- 30% of the women left the tech world, while 8% of the men did.
- Among those still in the tech world, the men who work at the staff are 50% more likely to have a "senior" title (66%) than the women (42%).
- The men are also 50% more likely to make it to management roles - of the women still in the tech world, only 25% are in management at any level, while 36% of the men are.
- While four of the men founded startups, none of the women did.
- The only place I see parity is that women who stay in tech have essentially the same likelihood of landing a senior management role at a company they didn't found (12.5%) as the men (12%). But those women took larger steps outside of their field than the men did to get them.
More details and an info-graphic after the jump:
Who is in the dataset?
I included those who graduated a few years before or a few years after I did - roughly 1999-2005. So we're talking about people who have been in industry for 9-15 years. With the help of a friend, I was able to find LinkedIn profiles for 23 women in this category. I'd like to emphasize that this is a very small dataset and it's skewed by virtue of the fact that my primary source of information is LinkedIn, but I think there are some interesting inferences that can be drawn from it anyway.
Who left engineering? What are they doing now?
The good news is that of the 23 women, 16 (70%) are still engaged full-time in the tech industry. So while there are some leaks, it's much better than the TechCrunch article suggested. Further, of the remaining seven, two are medical doctors, two are patent lawyers, one is a librarian who writes a lot of code, two have has elected to be stay-at-home mothers (although at least one does some web development consulting on the side), and one is a massage therapist. So even among these seven who have left engineering, most are using their technical backgrounds today. While the men are significantly more likely to have stayed in engineering (92%) and the men who left engineering are all in senior professional roles, this is still pretty good.
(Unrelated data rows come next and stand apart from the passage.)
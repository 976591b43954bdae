//! Attributes in effect while walking a document.

use std::collections::{BTreeMap, BTreeSet};

use adoc_model::{Attribute, AttributeLookup, Header};

/// Header attributes overlaid with configuration attributes.
///
/// Configuration attributes are locked: body entries `:name: value` and
/// `:name!:` change every other attribute for the nodes that follow.
#[derive(Clone, Debug)]
pub(crate) struct RunningAttributes {
    values: BTreeMap<String, String>,
    locked: BTreeSet<String>,
}

impl RunningAttributes {
    pub fn new(header: &Header, overrides: &BTreeMap<String, String>) -> Self {
        let mut values = header.attributes.clone();
        values.extend(overrides.iter().map(|(k, v)| (k.clone(), v.clone())));
        Self {
            values,
            locked: overrides.keys().cloned().collect(),
        }
    }

    pub fn apply(&mut self, attribute: &Attribute) {
        match attribute {
            Attribute::Set { name, value } if !self.locked.contains(name) => {
                self.values.insert(name.clone(), value.clone());
            }
            Attribute::Unset { name } if !self.locked.contains(name) => {
                self.values.remove(name);
            }
            _ => {}
        }
    }

    pub fn get(&self, name: &str) -> Option<&str> {
        self.values.get(name).map(String::as_str)
    }

    pub fn contains(&self, name: &str) -> bool {
        self.values.contains_key(name)
    }
}

impl AttributeLookup for RunningAttributes {
    fn attribute(&self, name: &str) -> Option<&str> {
        self.get(name)
    }
}
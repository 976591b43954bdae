//! Inlining of local images as `data:` URIs.

use std::collections::HashMap;
use std::path::{Path, PathBuf};

use base64::Engine;
use base64::prelude::BASE64_STANDARD;

/// Reads local images relative to a base directory, caching encoded results.
#[derive(Debug)]
pub(crate) struct DataUriResolver {
    base: PathBuf,
    cache: HashMap<String, String>,
}

impl DataUriResolver {
    pub fn new(base: impl Into<PathBuf>) -> Self {
        Self {
            base: base.into(),
            cache: HashMap::new(),
        }
    }

    /// Encode the image at `target` (relative to the base unless absolute).
    pub fn resolve(&mut self, target: &str) -> std::io::Result<String> {
        if let Some(uri) = self.cache.get(target) {
            return Ok(uri.clone());
        }
        let path = Path::new(target);
        let path = if path.is_absolute() {
            path.to_path_buf()
        } else {
            self.base.join(path)
        };
        let bytes = std::fs::read(&path)?;
        let uri = format!(
            "data:{};base64,{}",
            mime_type(target),
            BASE64_STANDARD.encode(&bytes)
        );
        self.cache.insert(target.to_owned(), uri.clone());
        Ok(uri)
    }
}

/// Image MIME type guessed from the file extension.
fn mime_type(target: &str) -> String {
    let Some(extension) = Path::new(target).extension().and_then(|e| e.to_str()) else {
        return "application/octet-stream".to_owned();
    };
    match extension.to_ascii_lowercase().as_str() {
        "svg" => "image/svg+xml".to_owned(),
        "jpg" | "jpeg" => "image/jpeg".to_owned(),
        "ico" => "image/x-icon".to_owned(),
        other => format!("image/{other}"),
    }
}

/// Targets that are never read from disk.
pub(crate) fn is_remote(target: &str) -> bool {
    target.starts_with("data:") || target.contains("://")
}

#[cfg(test)]
mod tests {
    use super::*;

    #[test]
    fn test_resolve_local_image() {
        let temp_dir = tempfile::tempdir().unwrap();
        std::fs::write(temp_dir.path().join("dot.png"), b"png").unwrap();

        let mut resolver = DataUriResolver::new(temp_dir.path());
        assert_eq!(resolver.resolve("dot.png").unwrap(), "data:image/png;base64,cG5n");
    }

    #[test]
    fn test_resolve_is_cached() {
        let temp_dir = tempfile::tempdir().unwrap();
        let path = temp_dir.path().join("a.svg");
        std::fs::write(&path, b"<svg/>").unwrap();

        let mut resolver = DataUriResolver::new(temp_dir.path());
        let first = resolver.resolve("a.svg").unwrap();
        std::fs::remove_file(&path).unwrap();
        assert_eq!(resolver.resolve("a.svg").unwrap(), first);
        assert!(first.starts_with("data:image/svg+xml;base64,"));
    }

    #[test]
    fn test_missing_image_fails() {
        let temp_dir = tempfile::tempdir().unwrap();
        let mut resolver = DataUriResolver::new(temp_dir.path());
        assert!(resolver.resolve("missing.png").is_err());
    }

    #[test]
    fn test_mime_type() {
        assert_eq!(mime_type("photo.JPG"), "image/jpeg");
        assert_eq!(mime_type("icon.gif"), "image/gif");
        assert_eq!(mime_type("blob"), "application/octet-stream");
    }

    #[test]
    fn test_is_remote() {
        assert!(is_remote("https://example.com/a.png"));
        assert!(is_remote("data:image/png;base64,AA=="));
        assert!(!is_remote("images/a.png"));
    }
}
/// Alt text from the file name: `images/my-logo.png` gives `my logo`.
fn default_alt(target: &str) -> String {
    let name = target.rsplit('/').next().unwrap_or(target);
    let stem = name.rsplit_once('.').map_or(name, |(stem, _)| stem);
    stem.replace(['-', '_'], " ")
}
Of those who stayed in engineering, what are they doing now?
For each profile, I looked at the last title and tried to place it into one of 5 categories: staff, senior staff, manager, senior manager, and founder. There are some judgment calls on the boundaries of these categories, but I tried to be as consistent and fair as I could.
Of the 16 women in full-time technical roles:
- 7 (44%) have staff titles (such as "software engineer" or "test engineer")
- 5 (31%) have titles that suggest a senior status (such as "principal engineer" or "lead software developer")
- 2 (13%) have "manager" titles
- 2 (13%) have senior management titles (one is Director of Engineering, one is CTO)
Among the 59 men in full-time technical roles :
- 13 (22%) have "staff" titles (such as "systems engineer" and "research scientist")
- 25 (42%) have titles that suggest a senior status (such as "sr. research engineer" or "data solutions architect")
- 10 (17%) have "manager" titles (including a few on the manager/sr manager line such as "senior technical program manager" and "chief scientist")
- 7 (12%) have senior management titles (including a CTO, a VP of Product Development, a Director of Software Development, and an Engineering Director)
- 4 (7%) are the founder/CEOs of startups (one of whom is also a professor of computer science)
I was promised an info-graphic.
So you were:
Some additional observations
One more fact I noticed as I looked over the profiles of those who have progressed to management and senior management is that the men seem more likely to have progressed in the same company they started in, while the women who achieved senior management titles seem to have made fairy large moves to get there. The woman who is Director of Engineering spent some time at a big consulting company and in program management before returning to a more technical role; the CTO worked her way up the technical food chain in the financial services industry rather than the tech world. Several of the men with senior management tiles are at the same companies they joined immediately after leaving school, as are many of the men with manager titles.
Maybe there are some additional considerations. I didn't control for advanced degrees and I think more of the men have PhDs, so that could be a factor. Compared to the men, more of the women are married or in long-term relationships, so it's possible the women were more likely to hold themselves back due to the "two-body problem" compared to the men. But it's not kids - very few of the women have kids, and a lot more of the men do.
I'd love to hear from readers about what the stats look like in your networks.